WHAT YOU SHOULD DO: From the entries that follow, report every line in which "SelectionState" occurs.

= = =

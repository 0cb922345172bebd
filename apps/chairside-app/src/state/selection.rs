//! # Selection State
//!
//! The in-app multi-select list and the redemption toggle. Both are owned
//! here, by the app; the core only ever sees a snapshot of them.
//!
//! ## Flow
//! ```text
//! ┌─────────────────────────────────────────────────────────────────────────┐
//! │                                                                         │
//! │  Tap service ──────────► toggle_service() ────► items push / remove    │
//! │                                                                         │
//! │  Tap reward ───────────► toggle_redemption() ─► RedemptionSelection    │
//! │                                                     .toggle(id)         │
//! │                                                                         │
//! │  Confirm ──────────────► confirm_booking() ───► snapshot, then clear   │
//! │                                                                         │
//! │  Leave screen ─────────► (nothing)            next quote re-derives     │
//! └─────────────────────────────────────────────────────────────────────────┘
//! ```

use std::sync::{Arc, Mutex, MutexGuard};

use chairside_core::{
    RedemptionSelection, SelectedService, ValidationError, MAX_SERVICES_PER_BOOKING,
};
use serde::{Deserialize, Serialize};

use crate::error::ApiError;

/// The user's current multi-select, in the order services were tapped.
#[derive(Debug, Clone, Default, PartialEq, Eq, Serialize, Deserialize)]
#[serde(rename_all = "camelCase")]
pub struct ServiceSelection {
    pub items: Vec<SelectedService>,
}

impl ServiceSelection {
    /// Adds the service, or removes it when its key is already selected.
    ///
    /// Returns whether the service is selected afterwards.
    pub fn toggle(&mut self, service: SelectedService) -> Result<bool, ValidationError> {
        let before = self.items.len();
        self.items.retain(|s| s.key != service.key);
        if self.items.len() != before {
            return Ok(false);
        }

        if self.items.len() >= MAX_SERVICES_PER_BOOKING {
            return Err(ValidationError::OutOfRange {
                field: "services".to_string(),
                min: 1,
                max: MAX_SERVICES_PER_BOOKING as i64,
            });
        }

        self.items.push(service);
        Ok(true)
    }

    pub fn contains(&self, key: &str) -> bool {
        self.items.iter().any(|s| s.key == key)
    }

    pub fn clear(&mut self) {
        self.items.clear();
    }

    pub fn is_empty(&self) -> bool {
        self.items.is_empty()
    }
}

// =============================================================================
// Managed State
// =============================================================================

/// Managed multi-select state.
///
/// `Arc<Mutex<_>>` so the host can hand clones to several threads; every
/// read or write takes the lock briefly.
#[derive(Debug, Clone, Default)]
pub struct SelectionState {
    selection: Arc<Mutex<ServiceSelection>>,
}

impl SelectionState {
    pub fn new() -> Self {
        Self::default()
    }

    /// Holds the lock across a multi-state operation (see `confirm_booking`).
    pub fn lock(&self) -> Result<MutexGuard<'_, ServiceSelection>, ApiError> {
        Ok(self.selection.lock()?)
    }

    pub fn with_selection<F, R>(&self, f: F) -> Result<R, ApiError>
    where
        F: FnOnce(&ServiceSelection) -> R,
    {
        let selection = self.lock()?;
        Ok(f(&selection))
    }

    pub fn with_selection_mut<F, R>(&self, f: F) -> Result<R, ApiError>
    where
        F: FnOnce(&mut ServiceSelection) -> R,
    {
        let mut selection = self.lock()?;
        Ok(f(&mut selection))
    }

    pub fn snapshot(&self) -> Result<Vec<SelectedService>, ApiError> {
        self.with_selection(|s| s.items.clone())
    }
}

/// Managed redemption toggle.
#[derive(Debug, Clone, Default)]
pub struct RedemptionState {
    selection: Arc<Mutex<RedemptionSelection>>,
}

impl RedemptionState {
    pub fn new() -> Self {
        Self::default()
    }

    pub fn lock(&self) -> Result<MutexGuard<'_, RedemptionSelection>, ApiError> {
        Ok(self.selection.lock()?)
    }

    pub fn current(&self) -> Result<RedemptionSelection, ApiError> {
        Ok(self.lock()?.clone())
    }

    /// Applies the toggle and returns the new state.
    pub fn toggle(&self, option_id: &str) -> Result<RedemptionSelection, ApiError> {
        let mut guard = self.lock()?;
        let next = std::mem::take(&mut *guard).toggle(option_id);
        *guard = next.clone();
        Ok(next)
    }
}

= = =

RESPONSE AREA:
pub struct SelectionState {
impl SelectionState {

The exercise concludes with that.